Does salvation depend upon one’s prayer life solely because God commands it (e.g. Lk 18:1; Rom 12:12; Eph 6:18), or does God command our constant prayer because we need it in order to remain in communion with Jesus Christ? Of course, unless we fall into the mistake of William of Ockham and those Christian traditions built upon his voluntarism, we know the answer is the latter. But the question remains, just what is prayer that makes it so important for us?
The fourth pillar of the Catechism of the Catholic Church (CCC) is dedicated to Christian prayer. Of the Catechism’s four sections, this final section is definitely the most accessible to the average Catholic. It describes prayer from a variety of helpful perspectives and provides many helps for the prayer life. It describes four forms of prayer: prayers of petition concerning our needs and our relationship with God, prayers of intercession for others, prayers of thanksgiving, and prayers of praise.

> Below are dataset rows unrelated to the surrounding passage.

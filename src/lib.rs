//! # rdfwalk
//!
//! Generates "walks" — token sequences alternating entities and relations —
//! by sampling paths over an RDF knowledge graph, producing a training
//! corpus for graph-embedding algorithms.
//!
//! ## Architecture
//!
//! - **Symbol table** (`symbol`): string interning for memory-dense indexing
//! - **Graph index** (`graph`): N-Triples ingestion into a frozen adjacency map
//! - **Entity selection** (`select`): full-graph or file-restricted seed sets
//! - **Walk generation** (`walks`): sampling policies, worker pool, shared sink
//! - **Facade** (`generator`): index + selector + dispatcher wired together
//!
//! ## Library usage
//!
//! ```no_run
//! use rdfwalk::generator::WalkGenerator;
//! use rdfwalk::walks::{WalkConfig, WalkMode};
//!
//! let generator = WalkGenerator::from_file("graph.nt", WalkConfig::default()).unwrap();
//! generator
//!     .generate_walks_for_all(WalkMode::RandomWalksDuplicateFree, "walks.txt.gz".as_ref())
//!     .unwrap();
//! ```

pub mod error;
pub mod generator;
pub mod graph;
pub mod select;
pub mod symbol;
pub mod walks;
//! Facade: build an index once, then generate walk corpora from it.
//!
//! External orchestrators (the CLI front end, dataset adapters) drive this
//! type: construct it from triple sources or a pre-built index, pick a
//! [`WalkMode`] and an [`EntitySet`], and point it at an output path.

use std::path::Path;

use crate::error::WalkGenResult;
use crate::graph::index::GraphIndex;
use crate::graph::parser::GraphIndexBuilder;
use crate::select::EntitySet;
use crate::walks::dispatch::{self, WalkStats};
use crate::walks::sampler::{EdgeScorer, InverseFrequencyScorer};
use crate::walks::writer::WalkWriter;
use crate::walks::{WalkConfig, WalkMode};

/// Walk-corpus generator over a frozen graph index.
#[derive(Debug)]
pub struct WalkGenerator {
    index: GraphIndex,
    config: WalkConfig,
}

impl WalkGenerator {
    /// Build the index from a single triple file (plain or gzipped).
    pub fn from_file(path: impl AsRef<Path>, config: WalkConfig) -> WalkGenResult<Self> {
        let mut builder = GraphIndexBuilder::new();
        builder.load_file(path)?;
        Ok(Self::from_index(builder.freeze(), config))
    }

    /// Build the index from every recognized triple file in a directory.
    pub fn from_dir(dir: impl AsRef<Path>, config: WalkConfig) -> WalkGenResult<Self> {
        let mut builder = GraphIndexBuilder::new();
        builder.load_dir(dir)?;
        Ok(Self::from_index(builder.freeze(), config))
    }

    /// Wrap a pre-built index (the seam for dataset adapters).
    pub fn from_index(index: GraphIndex, config: WalkConfig) -> Self {
        Self { index, config }
    }

    /// The frozen index.
    pub fn index(&self) -> &GraphIndex {
        &self.index
    }

    /// The active configuration.
    pub fn config(&self) -> &WalkConfig {
        &self.config
    }

    /// Generate walks for the given entities into `output`, one walk per
    /// line, gzip-compressed when the path ends in `.gz`. Weighted mode
    /// scores edges by inverse token frequency.
    ///
    /// The sink is opened before dispatch begins and closed after every
    /// task has finished.
    pub fn generate_walks(
        &self,
        mode: WalkMode,
        entities: &EntitySet,
        output: &Path,
    ) -> WalkGenResult<WalkStats> {
        self.generate_walks_with_scorer(mode, entities, &InverseFrequencyScorer, output)
    }

    /// Like [`Self::generate_walks`], with a caller-supplied edge scorer
    /// for the weighted mode.
    pub fn generate_walks_with_scorer(
        &self,
        mode: WalkMode,
        entities: &EntitySet,
        scorer: &dyn EdgeScorer,
        output: &Path,
    ) -> WalkGenResult<WalkStats> {
        let writer = WalkWriter::create(output)?;
        let stats = dispatch::generate_walks_scored(
            &self.index,
            entities,
            mode,
            &self.config,
            scorer,
            &writer,
        )?;
        writer.finish()?;
        tracing::info!(
            path = %output.display(),
            walks = stats.walks,
            "walk corpus written"
        );
        Ok(stats)
    }

    /// Generate walks for every subject in the graph.
    pub fn generate_walks_for_all(&self, mode: WalkMode, output: &Path) -> WalkGenResult<WalkStats> {
        let entities = EntitySet::all_subjects(&self.index);
        self.generate_walks(mode, &entities, output)
    }
}

#[cfg(test)]
mod tests {
    use super::*;

    #[test]
    fn from_file_builds_usable_generator() {
        let dir = tempfile::TempDir::new().unwrap();
        let graph = dir.path().join("graph.nt");
        std::fs::write(
            &graph,
            "<http://example.org/A> <http://example.org/p> <http://example.org/B> .\n",
        )
        .unwrap();

        let generator = WalkGenerator::from_file(&graph, WalkConfig::default()).unwrap();
        assert_eq!(generator.index().subject_count(), 1);
    }

    #[test]
    fn missing_source_surfaces_index_error() {
        let result = WalkGenerator::from_file("/nonexistent/graph.nt", WalkConfig::default());
        assert!(result.is_err());
    }

    #[test]
    fn custom_scorer_steers_weighted_walks() {
        use crate::graph::Edge;
        use crate::graph::index::GraphIndex;
        use crate::graph::parser::GraphIndexBuilder;

        struct OnlyRare;
        impl EdgeScorer for OnlyRare {
            fn score(&self, index: &GraphIndex, edge: Edge) -> f64 {
                if index.resolve(edge.object) == "ex:Rare" {
                    1.0
                } else {
                    f64::MIN_POSITIVE
                }
            }
        }

        let mut builder = GraphIndexBuilder::new();
        builder.add_triple("ex:A", "ex:p", "ex:Rare");
        builder.add_triple("ex:A", "ex:p", "ex:Common");
        let config = WalkConfig {
            depth: 1,
            walks_per_entity: 200,
            threads: Some(1),
            seed: Some(0),
        };
        let generator = WalkGenerator::from_index(builder.freeze(), config);
        let entities: EntitySet = ["ex:A".to_owned()].into_iter().collect();

        let dir = tempfile::TempDir::new().unwrap();
        let path = dir.path().join("walks.txt");
        let stats = generator
            .generate_walks_with_scorer(WalkMode::MidWalksWeighted, &entities, &OnlyRare, &path)
            .unwrap();
        assert_eq!(stats.walks, 200);

        let content = std::fs::read_to_string(&path).unwrap();
        let rare = content.lines().filter(|l| l.ends_with("ex:Rare")).count();
        assert!(rare >= 195, "expected nearly all walks through ex:Rare, got {rare}");
    }
}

At first glance, it would seem that the purposes of prayers of petition and prayers of intercession are quite straightforward. Yet, if we consider that God is all-knowing, we might ask ourselves why we should need to ask for anything since He already knows our needs (indeed, He is the One who first moves us to ask). Our need for prayers of thanksgiving seems perhaps a bit less obvious, and even more so, why are prayers of praise necessary at all. Certainly God does not need anything of our prayers, so how do they benefit us?
There are many helpful approaches to addressing these questions, but one way to understand our need for all of these forms of prayer might be to look at what the CCC refers to as the three expressions of prayer. We will pick this up next time in Prayer, part II.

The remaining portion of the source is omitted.